TASK PROMPT —
Only the lines from the start of the data through the one containing "let id_token = match" belong in your answer; return them exactly.

=== Section Start ===

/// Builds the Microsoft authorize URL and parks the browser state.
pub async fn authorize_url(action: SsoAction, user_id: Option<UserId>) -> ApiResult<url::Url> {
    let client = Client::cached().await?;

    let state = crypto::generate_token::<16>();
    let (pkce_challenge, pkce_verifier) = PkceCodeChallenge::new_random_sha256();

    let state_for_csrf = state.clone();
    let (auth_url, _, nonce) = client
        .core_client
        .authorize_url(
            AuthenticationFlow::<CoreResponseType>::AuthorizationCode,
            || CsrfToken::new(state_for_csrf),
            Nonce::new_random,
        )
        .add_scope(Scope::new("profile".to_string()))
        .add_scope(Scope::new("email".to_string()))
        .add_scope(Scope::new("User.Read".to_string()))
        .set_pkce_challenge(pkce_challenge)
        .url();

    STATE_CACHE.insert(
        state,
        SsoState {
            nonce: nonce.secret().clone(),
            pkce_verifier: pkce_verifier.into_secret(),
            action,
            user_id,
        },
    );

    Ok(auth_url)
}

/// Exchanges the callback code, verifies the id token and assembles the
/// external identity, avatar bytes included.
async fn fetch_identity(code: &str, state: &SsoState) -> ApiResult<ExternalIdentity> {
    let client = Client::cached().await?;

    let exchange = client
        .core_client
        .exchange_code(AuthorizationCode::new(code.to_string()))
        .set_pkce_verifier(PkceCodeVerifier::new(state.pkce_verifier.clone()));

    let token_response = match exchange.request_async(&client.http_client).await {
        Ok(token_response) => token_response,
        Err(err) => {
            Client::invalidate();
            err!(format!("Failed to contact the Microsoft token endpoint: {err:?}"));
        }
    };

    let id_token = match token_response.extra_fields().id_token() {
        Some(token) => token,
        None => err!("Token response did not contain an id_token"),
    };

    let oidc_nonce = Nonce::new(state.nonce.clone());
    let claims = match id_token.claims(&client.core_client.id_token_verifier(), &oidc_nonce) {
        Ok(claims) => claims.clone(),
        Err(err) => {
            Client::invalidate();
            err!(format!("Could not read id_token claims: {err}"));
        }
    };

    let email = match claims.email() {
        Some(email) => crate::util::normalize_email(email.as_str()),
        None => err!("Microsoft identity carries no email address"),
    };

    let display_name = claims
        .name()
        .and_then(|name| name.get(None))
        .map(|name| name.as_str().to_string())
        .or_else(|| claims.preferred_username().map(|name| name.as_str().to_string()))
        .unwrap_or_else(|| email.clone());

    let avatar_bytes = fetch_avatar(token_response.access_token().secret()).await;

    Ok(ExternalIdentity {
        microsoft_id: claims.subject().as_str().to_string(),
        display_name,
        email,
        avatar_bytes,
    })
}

=== Section End ===

REPLY TO THE EXERCISE —
/// Builds the Microsoft authorize URL and parks the browser state.
pub async fn authorize_url(action: SsoAction, user_id: Option<UserId>) -> ApiResult<url::Url> {
    let client = Client::cached().await?;

    let state = crypto::generate_token::<16>();
    let (pkce_challenge, pkce_verifier) = PkceCodeChallenge::new_random_sha256();

    let state_for_csrf = state.clone();
    let (auth_url, _, nonce) = client
        .core_client
        .authorize_url(
            AuthenticationFlow::<CoreResponseType>::AuthorizationCode,
            || CsrfToken::new(state_for_csrf),
            Nonce::new_random,
        )
        .add_scope(Scope::new("profile".to_string()))
        .add_scope(Scope::new("email".to_string()))
        .add_scope(Scope::new("User.Read".to_string()))
        .set_pkce_challenge(pkce_challenge)
        .url();

    STATE_CACHE.insert(
        state,
        SsoState {
            nonce: nonce.secret().clone(),
            pkce_verifier: pkce_verifier.into_secret(),
            action,
            user_id,
        },
    );

    Ok(auth_url)
}

/// Exchanges the callback code, verifies the id token and assembles the
/// external identity, avatar bytes included.
async fn fetch_identity(code: &str, state: &SsoState) -> ApiResult<ExternalIdentity> {
    let client = Client::cached().await?;

    let exchange = client
        .core_client
        .exchange_code(AuthorizationCode::new(code.to_string()))
        .set_pkce_verifier(PkceCodeVerifier::new(state.pkce_verifier.clone()));

    let token_response = match exchange.request_async(&client.http_client).await {
        Ok(token_response) => token_response,
        Err(err) => {
            Client::invalidate();
            err!(format!("Failed to contact the Microsoft token endpoint: {err:?}"));
        }
    };

    let id_token = match token_response.extra_fields().id_token() {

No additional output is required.